中文摘要：

与实心桩相比,由于土塞与管桩内壁复杂的相互作用,开口管桩的桩-土动力相互作用问题更为复杂。因此,需深入研究考虑土塞效应时的管桩-土体动力相互作用问题。首先,考虑管桩的横向惯性效应及其黏性性质,采用Rayleigh-Love动力杆件模型和附加质量模型建立了桩侧土-管桩-土塞系统的纵向振动控制方程。进一步,采用积分变换和阻抗函数传递技术,分别得到了任意荷载形式下管桩桩顶速度频域响应的解析解以及半正弦脉冲激励作用下桩顶速度时域响应的半解析解。最后,通过与现有解及模型试验的对比研究验证了理论解的合理性,并研究了管桩设计参数对桩顶纵向振动特性的影响。结果表明,当管桩其他设计参数不变时,管桩截面尺寸越大或长度越小时,应力波传播过程中的弥散效应越明显。对于同样外半径的管桩,壁厚越大时,越容易检测到土塞顶部界面及桩尖传来的反射信号,就能对管桩的施工质量进行更为合理的评价。

英文摘要：

Compared with the solid pile, the vertical vibration of open-ended pipe pile is much more complex due to the complicated dynamic interaction between the soil plug and the inner wall of pipe pile. Therefore, the dynamic interaction of pipe pile and soil should be fiurther investigated by considering the effect of soil plug. Firstly, by considering the lateral inertial effect and viscous property of pipe pile, governing equations of vibration for the pile surrounding soil-pipe pile-soil plug system under vertical dynamic loading are established based on the Rayleigh-Love rod model and additional mass model. Then, the analytical solution of velocity response in frequency domain at the pipe pile top is obtained by means of the integral transform technique and impedance function transfer method.
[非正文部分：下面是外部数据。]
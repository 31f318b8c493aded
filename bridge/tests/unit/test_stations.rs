//! Station and scenario sync

use http::Method;
use serde_json::json;

use yadevices::http::transport::RequestBody;
use yadevices::store::DataStore;
use yadevices::sync::stations::{ScenarioReport, MARKER_PHRASE};

use crate::common::Harness;

const STATION_IOT_ID: &str = "4f2a-9c";
const ENCODED_NAME: &str = "осис няакылд";

async fn linked_station(h: &Harness) {
    let mut station = h.store.get_or_create_station("q-123").await.unwrap();
    station.title = "Станция".to_string();
    station.iot_id = Some(STATION_IOT_ID.to_string());
    h.store.update_station(&station).await.unwrap();
}

#[tokio::test]
async fn test_refresh_stations_upserts_online_stats() {
    let h = Harness::new().await;
    h.transport.on(
        Method::GET,
        &h.endpoints.online_stats(),
        200,
        json!({"items": [{
            "id": "q-123",
            "name": "Станция",
            "icon": "http://icons/station.png",
            "platform": "yandexstation_2",
            "screen_capable": true,
            "screen_present": false,
            "online": true
        }]}),
    );
    h.transport.on(
        Method::GET,
        &h.endpoints.scenarios(),
        200,
        json!({"status": "ok", "scenarios": []}),
    );

    let report = h.state.stations.refresh_stations().await.unwrap();
    assert_eq!(report, ScenarioReport::default());

    let station = h.store.station_by_station_id("q-123").await.unwrap().unwrap();
    assert_eq!(station.title, "Станция");
    assert_eq!(station.platform.as_deref(), Some("yandexstation_2"));
    assert!(station.screen_capable);
    assert!(!station.screen_present);
    assert!(station.online);
}

#[tokio::test]
async fn test_missing_scenario_is_created() {
    let h = Harness::new().await;
    h.csrf_page("tok");
    linked_station(&h).await;

    h.transport.on(
        Method::GET,
        &h.endpoints.scenarios(),
        200,
        json!({"status": "ok", "scenarios": [{"id": "sc-other", "name": "Утро"}]}),
    );
    h.transport.on(
        Method::POST,
        &h.endpoints.scenario_create(),
        200,
        json!({"status": "ok", "scenario_id": "sc-new"}),
    );

    let report = h.state.stations.add_scenarios().await.unwrap();
    assert_eq!(report.created, 1);

    let station = h.store.station_by_station_id("q-123").await.unwrap().unwrap();
    assert_eq!(station.tts_scenario.as_deref(), Some("sc-new"));

    let sent = h
        .transport
        .requests_to(&Method::POST, &h.endpoints.scenario_create());
    assert_eq!(sent.len(), 1);
    let RequestBody::Json(body) = &sent[0].body else {
        panic!("expected a JSON body");
    };
    assert_eq!(body["name"], json!(ENCODED_NAME));
    assert_eq!(body["triggers"][0]["value"], json!("няакылд"));
    let launch = &body["steps"][0]["parameters"]["launch_devices"][0];
    assert_eq!(launch["id"], json!(STATION_IOT_ID));
    assert_eq!(launch["capabilities"][0]["state"]["value"], json!(MARKER_PHRASE));
}

#[tokio::test]
async fn test_existing_scenario_is_adopted() {
    let h = Harness::new().await;
    linked_station(&h).await;

    h.transport.on(
        Method::GET,
        &h.endpoints.scenarios(),
        200,
        json!({"status": "ok", "scenarios": [{"id": "sc-old", "name": ENCODED_NAME}]}),
    );

    let report = h.state.stations.add_scenarios().await.unwrap();
    assert_eq!(report.adopted, 1);
    assert_eq!(report.created, 0);

    let station = h.store.station_by_station_id("q-123").await.unwrap().unwrap();
    assert_eq!(station.tts_scenario.as_deref(), Some("sc-old"));
    assert!(h
        .transport
        .requests_to(&Method::POST, &h.endpoints.scenario_create())
        .is_empty());
}

#[tokio::test]
async fn test_rejected_creation_is_counted() {
    let h = Harness::new().await;
    h.csrf_page("tok");
    linked_station(&h).await;

    h.transport.on(
        Method::GET,
        &h.endpoints.scenarios(),
        200,
        json!({"status": "ok", "scenarios": []}),
    );
    h.transport.on(
        Method::POST,
        &h.endpoints.scenario_create(),
        400,
        json!({"status": "error", "code": "BAD_REQUEST"}),
    );

    let report = h.state.stations.add_scenarios().await.unwrap();
    assert_eq!(report.failed, 1);
    let station = h.store.station_by_station_id("q-123").await.unwrap().unwrap();
    assert_eq!(station.tts_scenario, None);
}

#[tokio::test]
async fn test_unavailable_scenario_list_creates_nothing() {
    let h = Harness::new().await;
    linked_station(&h).await;

    tokio_test::assert_err!(h.state.stations.add_scenarios().await);
    assert!(h
        .transport
        .requests_to(&Method::POST, &h.endpoints.scenario_create())
        .is_empty());
}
The velocity response in time domain is also derived with half-cycle sine pulse applied on the top of pipe pile. Finally, the rationality of the theoretical solution derived in this paper is verified by comparing with the existing solutions and experimental results. Meanwhile, discussion about the influence of the design parameters of pipe pile on the vertical dynamic response at the pile top indicates that the dispersion effect of stress wave propagating in the pipe pile signifies with the increase of pipe pile section and the decrease of pipe pile length when the other parameters of soil-pipe pile system is constant. For the piles with same outer diameter, the reflective signals at the upper surface of soil plug and the pile tip are easier to be detected as the width of pile shaft increases, leading to the more reasonable assessment of the pipe pile integrity.